United States District Court, N.D. Illinois, Eastern Division
Jan 10, 2001
Case No. 00 C 0905 (N.D. Ill. Jan. 10, 2001)

Summary

stating that the courts must consider "`possible damage, hardship and inequities to the parties to the lawsuit and the relationship of the stay to the fulfillment of judicial objectives of simplification of the issues in question and trial of the case'"

Summary of this case from SP Technologies, LLC v. HTC Corporation

Opinion

Case No. 00 C 0905

January 10, 2001


MEMORANDUM OPINION AND ORDER


This is a patent infringement action filed February 14, 2000 by plaintiff Wireless Spectrum Technologies against defendant Motorola Corporation. Wireless holds Patent No. 4,736,453 ("the "453 Patent"), which is entitled "Method for Making Frequency Channel Assignment in a Cellular or Non-Cellular Radiotelephone Communications System." Wireless claims that Motorola has infringed on the "453 Patent by marketing its iDEN products and other cellular communications systems, and it seeks a permanent injunction and damages resulting from the alleged infringement. Motorola filed its answer in April and counterclaimed for a declaration of noninfringement and invalidity.

After this lawsuit was filed, Motorola asked the Patent Trademark Office ("PTO") to declare an interference and adjudicate the priority of invention between the "453 Patent and a pending Motorola patent application (the "453 Patent") that claims the same subject matter as the "453 Patent. Both parties agreed to delay the progress of this action until the PTO decided whether to institute an interference. The PTO declared Interference No. 104, 502 ("the Interference") on August 11, 2000. This case is presently before the Court on Motorola's motion to stay pending the final outcome of the Interference.

Both parties agree that the grant of a stay is within the sound discretion of the Court based on the Court's inherent power to control its docket. See Research Corp. v. Radio Corp. of America, 181 F. Supp. 709, 710 (D. Del. 1960) ( citing Landis v. North American Corp., 299 U.S. 248, 254 (1936)).

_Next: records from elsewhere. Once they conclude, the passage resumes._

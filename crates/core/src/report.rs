//! Human-readable rendering of a [`Report`].

use std::fmt::Write;

use gasprobe_protocol::Report;

/// Error lines shown per failing test.
const ERROR_LINES_SHOWN: usize = 3;
const ERROR_LINE_WIDTH: usize = 100;

/// Renders the end-of-run summary block.
pub fn render_summary(report: &Report, planned: usize) -> String {
	let s = &report.summary;
	let mut out = String::new();

	let _ = writeln!(out, "passed:   {}/{}", s.success, planned);
	let _ = writeln!(out, "failed:   {}/{}", s.failure, planned);
	if s.unknown > 0 {
		let _ = writeln!(out, "unknown:  {}/{} (counted as not passed)", s.unknown, planned);
	}
	let _ = writeln!(out, "coverage: {}/{} ({:.1}%)", s.coverage, planned, s.coverage_percentage);

	let mut not_passed = report.not_passed().peekable();
	if not_passed.peek().is_some() {
		let _ = writeln!(out, "\nnot passed:");
		for result in not_passed {
			let _ = writeln!(out, "  - {} [{}]", result.test_function, result.outcome);
			for line in result.errors.iter().take(ERROR_LINES_SHOWN) {
				let _ = writeln!(out, "    {}", truncate(line, ERROR_LINE_WIDTH));
			}
			if let Some(error) = &result.error {
				let _ = writeln!(out, "    error: {error}");
			}
		}
	}

	out
}

/// Cuts `text` to at most `max` characters, marking the cut with `...`.
pub fn truncate(text: &str, max: usize) -> String {
	match text.char_indices().nth(max) {
		Some((idx, _)) => format!("{}...", &text[..idx]),
		None => text.to_string(),
	}
}

#[cfg(test)]
mod tests {
	use gasprobe_protocol::{ReportSource, TestResult};

	use super::*;

	#[test]
	fn summary_lists_failures_with_first_errors() {
		let mut failed = TestResult::failed("testEditHandler", "2 unexpected error line(s)");
		failed.errors = vec!["❌ a".into(), "❌ b".into(), "❌ c".into(), "❌ d".into()];
		let report = Report::build(
			ReportSource::Editor,
			3,
			vec![TestResult::passed("testAll"), failed, TestResult::unknown("testX", "result undetermined")],
		);

		let text = render_summary(&report, 3);

		assert!(text.contains("passed:   1/3"));
		assert!(text.contains("unknown:  1/3"));
		assert!(text.contains("coverage: 3/3 (100.0%)"));
		assert!(text.contains("testEditHandler [failed]"));
		assert!(text.contains("❌ c"));
		assert!(!text.contains("❌ d"));
		assert!(text.contains("testX [unknown]"));
	}

	#[test]
	fn all_passed_has_no_failure_block() {
		let report = Report::build(ReportSource::Api, 1, vec![TestResult::passed("testAll")]);
		let text = render_summary(&report, 1);
		assert!(!text.contains("not passed:"));
		assert!(!text.contains("unknown:"));
	}

	#[test]
	fn truncate_counts_characters() {
		assert_eq!(truncate("予約一覧の更新", 4), "予約一覧...");
		assert_eq!(truncate("short", 10), "short");
	}
}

In deciding whether to grant a stay, the Court must consider the "possible damage, hardship and inequities to the parties to the lawsuit and the relationship of the stay to the fulfillment of judicial objectives of simplification of the issues in question and trial of the case." United Sweetener USA, Inc. v. Nutrasweet Co., 766 F. Supp. 212, 217 (D. Del. 1991).

Motorola argues that a stay is appropriate in this case because it would eliminate the risk that the Court and the PTO will reach inconsistent results. Motorola is concerned that because a presumption of the validity of the "453 Patent exists in this lawsuit but does not exist in the Interference proceedings, see Okada v. Hitotsumachi, 16 U.S.P.Q.2d 1789, 1790 (Bd. Pat. App. Tnt. 1990), it could suffer undue hardship resulting from a finding of validity in this Court and a finding of invalidity in the PTO. See Research Corp., 181 P. Supp. at 711 (noting the effect of differing burdens in federal district court proceedings versus interference proceedings before the PTO). Motorola also argues that a stay would conserve the Court's and the parties' resources, because the PTO's determination could render this action moot. At the very least, Motorola claims, the Interference could simplify the issues before the Court by permitting the PTO to exercise its expertise in the matters of priority and patentability. Finally, Motorola argues that a stay will not unfairly prejudice Wireless because, by the parties' agreement, this case has not progressed beyond the pleadings stage.

Wireless asserts that the equities militate against a stay of this action. Wireless is primarily concerned that the "453 Patent will expire before the PTO adjudicates the Interference, which will prejudice Wireless by eliminating the possibility of obtaining a permanent injunction. Although Wireless admits that simultaneous litigation of the Interference and this action will strain its resources, it claims that this scenario is preferable to losing its right to a permanent injunction. Wireless also claims that a stay will not further the interests of judicial economy because the Interference primarily involves a single piece of prior art to the "453 claims, the Thro Patent whereas this action will conceivably involve a broader range of issues. Finally, Wireless argues that the risk of inconsistent judgments is extremely low and in any event was precipitated by Motorola itself, which provoked the Interference after the instigation of this lawsuit.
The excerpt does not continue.